Building A Fleet — Will The U.S. Amateur Organizations Ever Sail Under One Flag?

“I believe we are lost here in America, but I believe we shall be found. — Thomas Wolfe

With a list of acronyms longer than a NASA launch checklist and more complicated than AOL’s tax return, the battle over U.S. amateur surfing’s national governing body (NGB) tends to induce uncontrollable yawning for even the most surf-stoked industry insider. It may seem like a benign list of acronyms, but if the NGB does change hands, it will be a profound event in the history of American surfing. It would likely mean the end of an organization that’s been America’s voice in amateur surfing for more than 25 years and the dawn of a new one. The question is, why should anyone care? Because the disinterested are easily led astray.

To understand any good battle, you have to know what the parties are fighting over. Love, money, revenge, territory, and power are all the classic reasons, and in some form they all come into play here. The sought-after prize is America’s National Governing Body (NGB) status, the fate of which will be debated this March in Ecuador, when the International Surfing Federation (ISA) has its annual meeting. What this means is that whichever organization holds the NGB represents America in the eyes of the ISA, which is sort of the surfing world’s version of the United Nations. Among other duties, the American NGB picks the U.S. National Team that goes to the ISA World Games every two years to compete against the rest of the world’s national teams.

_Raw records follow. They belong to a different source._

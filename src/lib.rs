//! POS API Library
//!
//! Core functionality for the point-of-sale backend: catalog and
//! inventory administration, atomic order submission, and receipts.
#![forbid(unsafe_code)]
#![deny(rust_2018_idioms)]
#![allow(elided_lifetimes_in_paths)]
#![warn(clippy::all, clippy::perf, clippy::dbg_macro)]

pub mod auth;
pub mod config;
pub mod db;
pub mod entities;
pub mod errors;
pub mod events;
pub mod handlers;
pub mod openapi;
pub mod pricing;
pub mod services;

use axum::{Json, Router};
use sea_orm::DatabaseConnection;
use serde::{Deserialize, Serialize};
use std::sync::Arc;
use tower_http::trace::TraceLayer;
use utoipa::OpenApi;
use utoipa::ToSchema;
use utoipa_swagger_ui::SwaggerUi;

/// Shared application state handed to every handler.
#[derive(Clone)]
pub struct AppState {
    pub db: Arc<DatabaseConnection>,
    pub config: config::AppConfig,
    pub event_sender: events::EventSender,
    pub auth_service: Arc<auth::AuthService>,
    pub services: handlers::AppServices,
}

/// Common query parameters for list endpoints.
#[derive(Debug, Deserialize, ToSchema)]
pub struct ListQuery {
    #[serde(default = "default_page")]
    pub page: u64,
    #[serde(default = "default_limit")]
    pub limit: u64,
}

fn default_page() -> u64 {
    1
}
fn default_limit() -> u64 {
    20
}

/// Common response wrapper.
#[derive(Serialize, ToSchema)]
pub struct ApiResponse<T> {
    pub success: bool,
    pub data: Option<T>,
    #[serde(skip_serializing_if = "Option::is_none")]
    pub message: Option<String>,
}

impl<T> ApiResponse<T> {
    pub fn success(data: T) -> Self {
        Self {
            success: true,
            data: Some(data),
            message: None,
        }
    }

    pub fn error(message: String) -> Self {
        Self {
            success: false,
            data: None,
            message: Some(message),
        }
    }
}

/// Standard API result type for JSON responses.
pub type ApiResult<T> = Result<Json<ApiResponse<T>>, errors::ServiceError>;

/// All versioned API routes.
pub fn api_v1_routes() -> Router<AppState> {
    Router::new()
        .merge(handlers::auth::routes())
        .merge(handlers::categories::routes())
        .merge(handlers::products::routes())
        .merge(handlers::inventory::routes())
        .merge(handlers::orders::routes())
        .merge(handlers::receipts::routes())
}

/// Builds the full application router: health, versioned API, OpenAPI
/// docs, and request tracing. CORS is layered by the binary since it
/// depends on deployment configuration.
pub fn build_router(state: AppState) -> Router {
    Router::new()
        .merge(handlers::health::routes())
        .nest("/api/v1", api_v1_routes())
        .merge(SwaggerUi::new("/docs").url("/api-docs/openapi.json", openapi::ApiDoc::openapi()))
        .layer(TraceLayer::new_for_http())
        .with_state(state)
}
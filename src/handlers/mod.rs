pub mod auth;
pub mod categories;
pub mod health;
pub mod inventory;
pub mod orders;
pub mod products;
pub mod receipts;

use crate::auth::AuthService;
use crate::db::DbPool;
use crate::events::EventSender;
use crate::services::{
    categories::CategoryService, inventory::InventoryService, orders::OrderService,
    products::ProductService, receipts::ReceiptService,
};
use std::sync::Arc;

// Re-export AppState so handler modules can import it as crate::handlers::AppState
pub use crate::AppState;

/// Services layer that encapsulates business logic used by HTTP handlers.
#[derive(Clone)]
pub struct AppServices {
    pub auth: Arc<AuthService>,
    pub categories: Arc<CategoryService>,
    pub products: Arc<ProductService>,
    pub inventory: Arc<InventoryService>,
    pub orders: Arc<OrderService>,
    pub receipts: Arc<ReceiptService>,
}

impl AppServices {
    pub fn new(
        db: Arc<DbPool>,
        event_sender: EventSender,
        auth: Arc<AuthService>,
        store_name: String,
    ) -> Self {
        let inventory = InventoryService::new(db.clone());
        let orders = Arc::new(OrderService::new(
            db.clone(),
            inventory.clone(),
            event_sender.clone(),
        ));
        let receipts = Arc::new(ReceiptService::new(
            db.clone(),
            orders.clone(),
            event_sender,
            store_name,
        ));

        Self {
            auth,
            categories: Arc::new(CategoryService::new(db.clone())),
            products: Arc::new(ProductService::new(db.clone())),
            inventory: Arc::new(inventory),
            orders,
            receipts,
        }
    }
}
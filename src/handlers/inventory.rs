use crate::{
    auth::AuthUser,
    entities::{inventory, product},
    services::inventory::UpdateInventoryRequest,
    ApiResponse, AppState,
};
use axum::{
    extract::{Path, State},
    routing::get,
    Json, Router,
};
use serde::{Deserialize, Serialize};
use utoipa::ToSchema;
use uuid::Uuid;

/// Stock row joined with its product for terminal display.
#[derive(Debug, Serialize, Deserialize, ToSchema)]
pub struct InventoryRow {
    pub product_id: Uuid,
    pub quantity: i32,
    pub min_stock: i32,
    pub product: Option<product::Model>,
}

impl From<(inventory::Model, Option<product::Model>)> for InventoryRow {
    fn from((row, product): (inventory::Model, Option<product::Model>)) -> Self {
        Self {
            product_id: row.product_id,
            quantity: row.quantity,
            min_stock: row.min_stock,
            product,
        }
    }
}

pub fn routes() -> Router<AppState> {
    Router::new()
        .route("/inventory", get(list_inventory))
        .route(
            "/inventory/:product_id",
            get(get_inventory).patch(update_inventory),
        )
}

#[utoipa::path(
    get,
    path = "/api/v1/inventory",
    responses((status = 200, description = "All stock rows", body = [InventoryRow])),
    tag = "inventory"
)]
pub async fn list_inventory(
    State(state): State<AppState>,
    _user: AuthUser,
) -> crate::ApiResult<Vec<InventoryRow>> {
    let rows = state.services.inventory.list_inventory().await?;
    Ok(Json(ApiResponse::success(
        rows.into_iter().map(InventoryRow::from).collect(),
    )))
}

#[utoipa::path(
    get,
    path = "/api/v1/inventory/{product_id}",
    responses(
        (status = 200, description = "Stock row for product", body = inventory::Model),
        (status = 404, description = "No stock row", body = crate::errors::ErrorResponse)
    ),
    tag = "inventory"
)]
pub async fn get_inventory(
    State(state): State<AppState>,
    _user: AuthUser,
    Path(product_id): Path<Uuid>,
) -> crate::ApiResult<inventory::Model> {
    let row = state.services.inventory.get_inventory(product_id).await?;
    Ok(Json(ApiResponse::success(row)))
}

#[utoipa::path(
    patch,
    path = "/api/v1/inventory/{product_id}",
    request_body = UpdateInventoryRequest,
    responses(
        (status = 200, description = "Stock levels updated", body = inventory::Model),
        (status = 403, description = "Manager role required", body = crate::errors::ErrorResponse)
    ),
    tag = "inventory"
)]
pub async fn update_inventory(
    State(state): State<AppState>,
    user: AuthUser,
    Path(product_id): Path<Uuid>,
    Json(request): Json<UpdateInventoryRequest>,
) -> crate::ApiResult<inventory::Model> {
    user.require_manager()?;
    let row = state
        .services
        .inventory
        .update_inventory(product_id, request)
        .await?;
    Ok(Json(ApiResponse::success(row)))
}
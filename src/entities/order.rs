use chrono::{DateTime, Utc};
use sea_orm::entity::prelude::*;
use serde::{Deserialize, Serialize};
use utoipa::ToSchema;
use uuid::Uuid;

/// A settled sale. Written exactly once by the order submission
/// transaction and never mutated afterwards; all amounts are integer
/// cents with `total = subtotal + tax - discount`.
#[derive(Clone, Debug, PartialEq, Eq, DeriveEntityModel, Serialize, Deserialize)]
#[sea_orm(table_name = "orders")]
pub struct Model {
    #[sea_orm(primary_key, auto_increment = false)]
    pub id: Uuid,
    #[sea_orm(unique)]
    pub order_number: String,
    pub user_id: Uuid,
    pub status: OrderStatus,
    pub subtotal_cents: i64,
    pub tax_cents: i64,
    pub discount_cents: i64,
    pub total_cents: i64,
    pub customer_email: Option<String>,
    pub payment_method: PaymentMethod,
    pub created_at: DateTime<Utc>,
}

#[derive(Copy, Clone, Debug, EnumIter, DeriveRelation)]
pub enum Relation {
    #[sea_orm(has_many = "super::order_item::Entity")]
    OrderItems,
    #[sea_orm(has_many = "super::receipt::Entity")]
    Receipts,
    #[sea_orm(
        belongs_to = "super::user::Entity",
        from = "Column::UserId",
        to = "super::user::Column::Id"
    )]
    User,
}

impl Related<super::order_item::Entity> for Entity {
    fn to() -> RelationDef {
        Relation::OrderItems.def()
    }
}

impl Related<super::receipt::Entity> for Entity {
    fn to() -> RelationDef {
        Relation::Receipts.def()
    }
}

impl Related<super::user::Entity> for Entity {
    fn to() -> RelationDef {
        Relation::User.def()
    }
}

impl ActiveModelBehavior for ActiveModel {}

/// Orders are settled at creation; PENDING and CANCELLED exist for a
/// future payment-authorization lifecycle but no transition path is
/// implemented.
#[derive(
    Debug, Clone, Copy, PartialEq, Eq, Serialize, Deserialize, EnumIter, DeriveActiveEnum, ToSchema,
)]
#[sea_orm(rs_type = "String", db_type = "String(StringLen::N(20))")]
#[serde(rename_all = "UPPERCASE")]
pub enum OrderStatus {
    #[sea_orm(string_value = "PENDING")]
    Pending,
    #[sea_orm(string_value = "COMPLETED")]
    Completed,
    #[sea_orm(string_value = "CANCELLED")]
    Cancelled,
}

#[derive(
    Debug, Clone, Copy, PartialEq, Eq, Serialize, Deserialize, EnumIter, DeriveActiveEnum, ToSchema,
)]
#[sea_orm(rs_type = "String", db_type = "String(StringLen::N(20))")]
#[serde(rename_all = "UPPERCASE")]
pub enum PaymentMethod {
    #[sea_orm(string_value = "CASH")]
    Cash,
    #[sea_orm(string_value = "CARD")]
    Card,
    #[sea_orm(string_value = "MOBILE")]
    Mobile,
}

impl Default for PaymentMethod {
    fn default() -> Self {
        Self::Cash
    }
}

Second, you need to know who’s on both sides of the barbed wire. For the last 25 years, the United States Surfing Federation (USSF) is the organization that has held the NGB. While the USSF has it, Surfing America wants it. Surfing America, formed in 1998, is the organization created with intentions of getting the NGB, among other things. Although just an adolescent compared to the USSF, Surfing America is a subsidiary of SIMA, the increasingly powerful trade organization that claims to have 80 percent of the surf industry’s dollars in its membership. Surfing America also runs America’s domestic pro tour, the Foster’s Pro Surfing Tour. In other words, its silos are well stocked.

The next logical question is: why is the NGB in jeopardy? Well, if you’ve picked up a surf magazine since 1998, the first reason has been in the headlines like clockwork every two years. After years of dominance, the engine of amateur American surfing — at least on the international stage — has been in serious trouble, and the first flare was sent up at the ISA World Games in 1998.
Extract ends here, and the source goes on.